INPUT DATA:
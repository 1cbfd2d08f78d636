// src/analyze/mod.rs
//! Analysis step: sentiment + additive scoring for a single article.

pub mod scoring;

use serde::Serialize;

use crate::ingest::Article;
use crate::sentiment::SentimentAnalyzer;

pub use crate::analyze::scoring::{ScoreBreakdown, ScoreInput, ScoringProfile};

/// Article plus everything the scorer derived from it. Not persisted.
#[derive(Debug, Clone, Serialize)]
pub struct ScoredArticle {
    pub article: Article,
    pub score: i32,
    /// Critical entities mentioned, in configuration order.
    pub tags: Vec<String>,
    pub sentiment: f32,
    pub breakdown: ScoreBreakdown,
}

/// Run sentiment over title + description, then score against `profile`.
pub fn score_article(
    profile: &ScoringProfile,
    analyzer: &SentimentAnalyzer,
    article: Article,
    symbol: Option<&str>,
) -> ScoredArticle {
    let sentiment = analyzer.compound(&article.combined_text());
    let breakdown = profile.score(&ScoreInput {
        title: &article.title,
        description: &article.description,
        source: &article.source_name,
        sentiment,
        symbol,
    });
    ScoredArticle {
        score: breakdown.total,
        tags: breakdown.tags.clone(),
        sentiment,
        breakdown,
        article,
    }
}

TASK ITEM: Without changing a single character, repeat each record.

TASK OUTPUT:
repository 1cbfd2d08f78d636
// src/analyze/mod.rs
//! Analysis step: sentiment + additive scoring for a single article.

pub mod scoring;

use serde::Serialize;

use crate::ingest::Article;
use crate::sentiment::SentimentAnalyzer;

pub use crate::analyze::scoring::{ScoreBreakdown, ScoreInput, ScoringProfile};

/// Article plus everything the scorer derived from it. Not persisted.
#[derive(Debug, Clone, Serialize)]
pub struct ScoredArticle {
    pub article: Article,
    pub score: i32,
    /// Critical entities mentioned, in configuration order.
    pub tags: Vec<String>,
    pub sentiment: f32,
    pub breakdown: ScoreBreakdown,
}

/// Run sentiment over title + description, then score against `profile`.
pub fn score_article(
    profile: &ScoringProfile,
    analyzer: &SentimentAnalyzer,
    article: Article,
    symbol: Option<&str>,
) -> ScoredArticle {
    let sentiment = analyzer.compound(&article.combined_text());
    let breakdown = profile.score(&ScoreInput {
        title: &article.title,
        description: &article.description,
        source: &article.source_name,
        sentiment,
        symbol,
    });
    ScoredArticle {
        score: breakdown.total,
        tags: breakdown.tags.clone(),
        sentiment,
        breakdown,
        article,
    }
}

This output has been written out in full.